WORK TASK:
I would like you to print all the records below exactly as they are.
════════════════
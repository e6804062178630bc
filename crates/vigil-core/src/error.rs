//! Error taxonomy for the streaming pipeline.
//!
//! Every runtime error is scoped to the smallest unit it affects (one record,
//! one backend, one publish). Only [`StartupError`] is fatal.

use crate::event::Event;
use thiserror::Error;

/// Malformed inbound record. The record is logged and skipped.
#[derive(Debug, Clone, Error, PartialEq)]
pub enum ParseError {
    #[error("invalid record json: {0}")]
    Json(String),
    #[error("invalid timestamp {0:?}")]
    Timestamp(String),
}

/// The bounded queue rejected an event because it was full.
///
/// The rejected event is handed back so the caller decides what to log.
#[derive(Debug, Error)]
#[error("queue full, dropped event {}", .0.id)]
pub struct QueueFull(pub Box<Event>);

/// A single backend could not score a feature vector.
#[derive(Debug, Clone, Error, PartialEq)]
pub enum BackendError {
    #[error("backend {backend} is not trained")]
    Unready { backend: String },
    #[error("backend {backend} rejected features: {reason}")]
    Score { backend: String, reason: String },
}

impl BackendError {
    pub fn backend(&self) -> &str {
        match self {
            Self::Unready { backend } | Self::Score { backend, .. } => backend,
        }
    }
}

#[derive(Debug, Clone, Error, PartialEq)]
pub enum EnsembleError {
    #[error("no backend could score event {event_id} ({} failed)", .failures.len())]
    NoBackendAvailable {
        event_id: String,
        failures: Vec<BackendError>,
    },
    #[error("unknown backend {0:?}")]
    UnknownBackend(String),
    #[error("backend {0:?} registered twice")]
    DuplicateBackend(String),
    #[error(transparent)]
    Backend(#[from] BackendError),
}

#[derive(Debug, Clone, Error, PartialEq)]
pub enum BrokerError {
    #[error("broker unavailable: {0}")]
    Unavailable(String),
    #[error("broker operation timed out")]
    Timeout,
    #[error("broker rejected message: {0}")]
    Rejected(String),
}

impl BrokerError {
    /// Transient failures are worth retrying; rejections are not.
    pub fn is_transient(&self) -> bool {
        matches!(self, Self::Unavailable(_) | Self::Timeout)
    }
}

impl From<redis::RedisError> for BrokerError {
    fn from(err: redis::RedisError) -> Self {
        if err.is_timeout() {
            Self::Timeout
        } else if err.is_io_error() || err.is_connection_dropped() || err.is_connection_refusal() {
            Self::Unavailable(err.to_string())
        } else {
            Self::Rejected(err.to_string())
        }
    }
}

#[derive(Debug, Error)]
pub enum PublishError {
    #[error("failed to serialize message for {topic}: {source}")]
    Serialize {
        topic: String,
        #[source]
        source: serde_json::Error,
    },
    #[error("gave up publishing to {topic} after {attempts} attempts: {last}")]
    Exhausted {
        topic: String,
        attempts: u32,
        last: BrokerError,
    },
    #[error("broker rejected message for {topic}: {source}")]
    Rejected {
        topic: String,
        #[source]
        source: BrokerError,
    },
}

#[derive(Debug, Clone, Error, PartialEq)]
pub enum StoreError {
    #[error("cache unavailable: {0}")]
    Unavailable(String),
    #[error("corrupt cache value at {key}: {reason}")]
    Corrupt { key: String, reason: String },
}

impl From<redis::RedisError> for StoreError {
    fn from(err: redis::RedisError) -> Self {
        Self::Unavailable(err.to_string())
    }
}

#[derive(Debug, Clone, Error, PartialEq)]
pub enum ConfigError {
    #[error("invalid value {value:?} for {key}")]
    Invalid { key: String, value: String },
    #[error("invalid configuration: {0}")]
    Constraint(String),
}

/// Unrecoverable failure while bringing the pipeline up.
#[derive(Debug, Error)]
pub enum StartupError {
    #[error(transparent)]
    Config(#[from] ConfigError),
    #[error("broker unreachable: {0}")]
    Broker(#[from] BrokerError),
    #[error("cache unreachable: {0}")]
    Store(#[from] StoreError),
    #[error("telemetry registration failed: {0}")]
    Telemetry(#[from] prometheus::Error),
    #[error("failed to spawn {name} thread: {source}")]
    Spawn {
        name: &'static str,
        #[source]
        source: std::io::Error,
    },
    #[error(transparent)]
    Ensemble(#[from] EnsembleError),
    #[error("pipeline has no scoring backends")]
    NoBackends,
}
════════════════
RESPONSE BELOW:
repository e6804062178630bc
filename crates/vigil-core/src/error.rs
//! Error taxonomy for the streaming pipeline.
//!
//! Every runtime error is scoped to the smallest unit it affects (one record,
//! one backend, one publish). Only [`StartupError`] is fatal.

use crate::event::Event;
use thiserror::Error;

/// Malformed inbound record. The record is logged and skipped.
#[derive(Debug, Clone, Error, PartialEq)]
pub enum ParseError {
    #[error("invalid record json: {0}")]
    Json(String),
    #[error("invalid timestamp {0:?}")]
    Timestamp(String),
}

/// The bounded queue rejected an event because it was full.
///
/// The rejected event is handed back so the caller decides what to log.
#[derive(Debug, Error)]
#[error("queue full, dropped event {}", .0.id)]
pub struct QueueFull(pub Box<Event>);

/// A single backend could not score a feature vector.
#[derive(Debug, Clone, Error, PartialEq)]
pub enum BackendError {
    #[error("backend {backend} is not trained")]
    Unready { backend: String },
    #[error("backend {backend} rejected features: {reason}")]
    Score { backend: String, reason: String },
}

impl BackendError {
    pub fn backend(&self) -> &str {
        match self {
            Self::Unready { backend } | Self::Score { backend, .. } => backend,
        }
    }
}

#[derive(Debug, Clone, Error, PartialEq)]
pub enum EnsembleError {
    #[error("no backend could score event {event_id} ({} failed)", .failures.len())]
    NoBackendAvailable {
        event_id: String,
        failures: Vec<BackendError>,
    },
    #[error("unknown backend {0:?}")]
    UnknownBackend(String),
    #[error("backend {0:?} registered twice")]
    DuplicateBackend(String),
    #[error(transparent)]
    Backend(#[from] BackendError),
}

#[derive(Debug, Clone, Error, PartialEq)]
pub enum BrokerError {
    #[error("broker unavailable: {0}")]
    Unavailable(String),
    #[error("broker operation timed out")]
    Timeout,
    #[error("broker rejected message: {0}")]
    Rejected(String),
}

impl BrokerError {
    /// Transient failures are worth retrying; rejections are not.
    pub fn is_transient(&self) -> bool {
        matches!(self, Self::Unavailable(_) | Self::Timeout)
    }
}

impl From<redis::RedisError> for BrokerError {
    fn from(err: redis::RedisError) -> Self {
        if err.is_timeout() {
            Self::Timeout
        } else if err.is_io_error() || err.is_connection_dropped() || err.is_connection_refusal() {
            Self::Unavailable(err.to_string())
        } else {
            Self::Rejected(err.to_string())
        }
    }
}

#[derive(Debug, Error)]
pub enum PublishError {
    #[error("failed to serialize message for {topic}: {source}")]
    Serialize {
        topic: String,
        #[source]
        source: serde_json::Error,
    },
    #[error("gave up publishing to {topic} after {attempts} attempts: {last}")]
    Exhausted {
        topic: String,
        attempts: u32,
        last: BrokerError,
    },
    #[error("broker rejected message for {topic}: {source}")]
    Rejected {
        topic: String,
        #[source]
        source: BrokerError,
    },
}

#[derive(Debug, Clone, Error, PartialEq)]
pub enum StoreError {
    #[error("cache unavailable: {0}")]
    Unavailable(String),
    #[error("corrupt cache value at {key}: {reason}")]
    Corrupt { key: String, reason: String },
}

impl From<redis::RedisError> for StoreError {
    fn from(err: redis::RedisError) -> Self {
        Self::Unavailable(err.to_string())
    }
}

#[derive(Debug, Clone, Error, PartialEq)]
pub enum ConfigError {
    #[error("invalid value {value:?} for {key}")]
    Invalid { key: String, value: String },
    #[error("invalid configuration: {0}")]
    Constraint(String),
}

/// Unrecoverable failure while bringing the pipeline up.
#[derive(Debug, Error)]
pub enum StartupError {
    #[error(transparent)]
    Config(#[from] ConfigError),
    #[error("broker unreachable: {0}")]
    Broker(#[from] BrokerError),
    #[error("cache unreachable: {0}")]
    Store(#[from] StoreError),
    #[error("telemetry registration failed: {0}")]
    Telemetry(#[from] prometheus::Error),
    #[error("failed to spawn {name} thread: {source}")]
    Spawn {
        name: &'static str,
        #[source]
        source: std::io::Error,
    },
    #[error(transparent)]
    Ensemble(#[from] EnsembleError),
    #[error("pipeline has no scoring backends")]
    NoBackends,
}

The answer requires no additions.